State level forecasts - Githubissues

stephenturner commented 3 years ago

Add specificity to this memo later. For now, some high level thoughts:

Develop code to get data (restrict to VA and TX at first for speed of dev/testing?)
See how current functionality would work using state as a key in the tsibble
May need to modify make_tsibble function to accept a column as a key
How does a key column work with group_by?

stephenturner commented 3 years ago

Taking a look at this reveals lots of inflexibility throughout. This is going to reopen at least a few issues. Starting with #16, #6, #3 cc @vpnagraj

vpnagraj commented 3 years ago

fair enough. stating the obvious, but make sure any edits go in a new branch so that we keep main clean for next weeks submission

vpnagraj commented 3 years ago

i have the common "location" column in get_* data functions now. seeing a couple of other places i need to make changes for to actually use that in the ts pipeline. will be pushing changes to https://github.com/signaturescience/focustools/tree/state-level-ts

vpnagraj commented 3 years ago

so the "key" concept in fable is 🔮

pull the state-level-ts branch and try this:

## get data at the national scale from jhu source
# usac <-  get_cases(source="jhu",  granularity = "national")
# usad <- get_deaths(source="jhu",  granularity = "national")

## get data at the state scale from jhu source
usac <-  get_cases(source="jhu",  granularity = "state")
usad <- get_deaths(source="jhu",  granularity = "state")

## use the focustools helper to prep the tsibble format
usa <-  
  dplyr::inner_join(usac, usad, by = c("epiyear", "epiweek", "location")) %>% 
  make_tsibble(chop=TRUE)

fit.icases <- usa %>% model(arima = ARIMA(icases, stepwise=FALSE, approximation=FALSE))
fit.ideaths <- usa %>% model(linear_caselag3 = TSLM(ideaths ~ lag(icases, 3)))

## generate incident case forecast
icases_forecast <- ts_forecast(fit.icases, outcome = "icases", horizon = 4)
icases_forecast

## need to get future cases to pass to ideaths forecast
future_cases <- ts_futurecases(usa, icases_forecast, horizon = 4)

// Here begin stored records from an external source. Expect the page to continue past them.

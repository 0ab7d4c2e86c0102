//! License key hashing.
//!
//! Raw license keys are never stored. Records are keyed by
//! `SHA-256(key)`, hex-encoded; the caller presents the plaintext key and
//! we hash it to find the record. Keys are unique identifiers by
//! construction, so the hash is deliberately unsalted: the same key must
//! always map to the same record.

use sha2::{Digest, Sha256};
use subtle::ConstantTimeEq;

/// Hash a raw license key with SHA-256, returning the hex-encoded digest.
#[must_use]
pub fn hash_key(raw_key: &str) -> String {
    hex::encode(Sha256::digest(raw_key.as_bytes()))
}

/// Derive the rate-limiter key for a (license key, caller address) pair.
///
/// Both parts are trimmed and joined with `|` before hashing, so the
/// limiter key reveals neither the license key nor the caller.
#[must_use]
pub fn limiter_key(raw_key: &str, caller_address: &str) -> String {
    hash_key(&format!("{}|{}", raw_key.trim(), caller_address.trim()))
}

/// Compare two strings in constant time.
///
/// Unequal lengths return `false` immediately; only the length leaks.
#[must_use]
pub fn constant_time_eq(a: &str, b: &str) -> bool {
    a.as_bytes().ct_eq(b.as_bytes()).into()
}

/// First eight characters of a key hash, for log lines.
#[must_use]
pub fn hash_prefix(key_hash: &str) -> &str {
    key_hash
        .char_indices()
        .nth(8)
        .map_or(key_hash, |(end, _)| &key_hash[..end])
}
//! Client license routes: `/v1/license/*`
//!
//! Activate, verify, and deactivate a license for a site. Validation
//! failures are not HTTP errors: they answer 422 with the engine's result
//! body.

use std::sync::Arc;

use axum::Json;
use axum::body::Bytes;
use axum::extract::State;
use axum::http::StatusCode;
use axum::response::{IntoResponse, Response};
use edgecache_core::{LicenseResult, OpResult};

use crate::error::AppError;
use crate::middleware::ClientAddr;
use crate::payload::Payload;
use crate::state::AppState;

/// Activate a license for a site.
pub async fn activate(
    State(state): State<Arc<AppState>>,
    ClientAddr(caller): ClientAddr,
    body: Bytes,
) -> Result<Response, AppError> {
    let payload = Payload::parse(&body);
    let result = state
        .engine
        .activate(
            &payload.string("license_key", ""),
            &payload.string("site_url", ""),
            &caller,
        )
        .await
        .map_err(|e| state.internal_error(&e))?;

    Ok(license_response(result))
}

/// Verify a license for a site and refresh its activation.
pub async fn verify(
    State(state): State<Arc<AppState>>,
    ClientAddr(caller): ClientAddr,
    body: Bytes,
) -> Result<Response, AppError> {
    let payload = Payload::parse(&body);
    let result = state
        .engine
        .verify(
            &payload.string("license_key", ""),
            &payload.string("site_url", ""),
            &caller,
        )
        .await
        .map_err(|e| state.internal_error(&e))?;

    Ok(license_response(result))
}

/// Deactivate a license on a site.
pub async fn deactivate(
    State(state): State<Arc<AppState>>,
    body: Bytes,
) -> Result<Response, AppError> {
    let payload = Payload::parse(&body);
    let result = state
        .engine
        .deactivate(
            &payload.string("license_key", ""),
            &payload.string("site_url", ""),
        )
        .await
        .map_err(|e| state.internal_error(&e))?;

    Ok(op_response(result))
}

fn license_response(result: LicenseResult) -> Response {
    let status = if result.is_active() {
        StatusCode::OK
    } else {
        StatusCode::UNPROCESSABLE_ENTITY
    };
    (status, Json(result)).into_response()
}

/// 200 when the operation succeeded, 422 otherwise.
pub(crate) fn op_response(result: OpResult) -> Response {
    let status = if result.ok {
        StatusCode::OK
    } else {
        StatusCode::UNPROCESSABLE_ENTITY
    };
    (status, Json(result)).into_response()
}
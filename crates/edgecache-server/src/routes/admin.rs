//! Internal admin routes: `/v1/internal/licenses`
//!
//! Issue or update licenses and list the most recent ones. Guarded by the
//! admin token.

use std::sync::Arc;

use axum::Json;
use axum::body::Bytes;
use axum::extract::State;
use axum::response::Response;
use edgecache_core::LicenseSummary;
use serde::Serialize;

use crate::error::AppError;
use crate::payload::Payload;
use crate::routes::license::op_response;
use crate::state::AppState;

/// Licenses returned by a listing.
const LIST_LIMIT: usize = 100;

#[derive(Debug, Serialize)]
pub struct LicenseListResponse {
    pub items: Vec<LicenseSummary>,
}

/// List the most recently created licenses, newest first.
pub async fn list_licenses(
    State(state): State<Arc<AppState>>,
) -> Result<Json<LicenseListResponse>, AppError> {
    let items = state
        .engine
        .list_licenses(LIST_LIMIT)
        .await
        .map_err(|e| state.internal_error(&e))?;

    Ok(Json(LicenseListResponse { items }))
}

/// Create or replace a license.
pub async fn issue_license(
    State(state): State<Arc<AppState>>,
    body: Bytes,
) -> Result<Response, AppError> {
    let payload = Payload::parse(&body);
    let result = state
        .engine
        .issue_or_update_license(
            &payload.string("license_key", ""),
            &payload.string("plan", "pro"),
            &payload.string("status", "active"),
            &payload.string_list("features"),
            payload.timestamp("expires_at"),
        )
        .await
        .map_err(|e| state.internal_error(&e))?;

    Ok(op_response(result))
}
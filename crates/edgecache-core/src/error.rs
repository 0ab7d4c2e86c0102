//! Error types for `edgecache-core`.
//!
//! Validation problems are never errors: they come back as ordinary
//! `invalid` / `ok: false` results. Everything here is an infrastructure
//! failure that the HTTP boundary turns into a 500. No variant ever
//! carries a raw license key.

use edgecache_storage::StorageError;

/// Errors from the license, activation, and rate-limit record stores.
#[derive(Debug, thiserror::Error)]
pub enum StoreError {
    /// The storage backend failed.
    #[error("store backend error: {0}")]
    Storage(#[from] StorageError),

    /// A record could not be encoded or decoded.
    #[error("record at '{key}' could not be (de)serialized: {reason}")]
    Serialization { key: String, reason: String },

    /// A compare-and-swap update kept losing to concurrent writers.
    #[error("gave up updating '{key}' after {attempts} conflicting writes")]
    Contention { key: String, attempts: u32 },
}

/// Errors from audit logging.
#[derive(Debug, thiserror::Error)]
pub enum AuditError {
    /// Every registered audit backend failed to write the entry.
    #[error("all audit backends failed (fail-closed)")]
    AllBackendsFailed,

    /// A specific audit backend failed.
    #[error("audit backend '{name}' failed: {reason}")]
    BackendFailure { name: String, reason: String },

    /// Serialization of the audit entry failed.
    #[error("audit serialization failed: {reason}")]
    Serialization { reason: String },
}

/// Errors surfaced by [`LicenseEngine`](crate::engine::LicenseEngine)
/// operations.
#[derive(Debug, thiserror::Error)]
pub enum EngineError {
    /// A record store or the rate limiter failed.
    #[error("engine store error: {0}")]
    Store(#[from] StoreError),

    /// The audit trail could not be written.
    #[error("engine audit error: {0}")]
    Audit(#[from] AuditError),
}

ideaths_forecast <- ts_forecast(fit.ideaths,  outcome = "ideaths", new_data = future_cases)
ideaths_forecast

cdeaths_forecast <- ts_forecast(outcome = "cdeaths", .data = usa, inc_forecast = ideaths_forecast)
cdeaths_forecast

submission <-
  list(format_for_submission(icases_forecast, target_name = "inc case"),
       format_for_submission(ideaths_forecast, target_name = "inc death"),
       format_for_submission(cdeaths_forecast, target_name = "cum death")) %>%
  reduce(bind_rows) %>%
  arrange(target)

submission

forecast_date	target	target_end_date	location	type	quantile	value
2021-01-18	1 wk ahead cum death	2021-01-23	Alabama	point	NA	6346
2021-01-18	1 wk ahead cum death	2021-01-23	Alaska	point	NA	319
2021-01-18	1 wk ahead cum death	2021-01-23	American Samoa	point	NA	0
2021-01-18	1 wk ahead cum death	2021-01-23	Arizona	point	NA	11139
2021-01-18	1 wk ahead cum death	2021-01-23	Arkansas	point	NA	4503
2021-01-18	1 wk ahead cum death	2021-01-23	California	point	NA	31579
2021-01-18	1 wk ahead cum death	2021-01-23	Colorado	point	NA	5365
2021-01-18	1 wk ahead cum death	2021-01-23	Connecticut	point	NA	6803
2021-01-18	1 wk ahead cum death	2021-01-23	Delaware	point	NA	1154
2021-01-18	1 wk ahead cum death	2021-01-23	District of Columbia	point	NA	1396
2021-01-18	1 wk ahead cum death	2021-01-23	Florida	point	NA	23745
2021-01-18	1 wk ahead cum death	2021-01-23	Georgia	point	NA	12389
2021-01-18	1 wk ahead cum death	2021-01-23	Guam	point	NA	420
2021-01-18	1 wk ahead cum death	2021-01-23	Hawaii	point	NA	640
2021-01-18	1 wk ahead cum death	2021-01-23	Idaho	point	NA	1788
2021-01-18	1 wk ahead cum death	2021-01-23	Illinois	point	NA	19533
2021-01-18	1 wk ahead cum death	2021-01-23	Indiana	point	NA	9044
2021-01-18	1 wk ahead cum death	2021-01-23	Iowa	point	NA	4463

^ same exact API as our national forecast. this just works with state data now. thanks to a little elbow grease in some of the internals of our functions of course. haven't tried it with counties (i don't think we should ... ) but theoretically it would work for that scale too

still more to do there in terms of prepping the submission format. i think the "location" column needs to be the state codes instead of names? and i'm not sure which territories are supposed to be included. but this puts us pretty far down the path.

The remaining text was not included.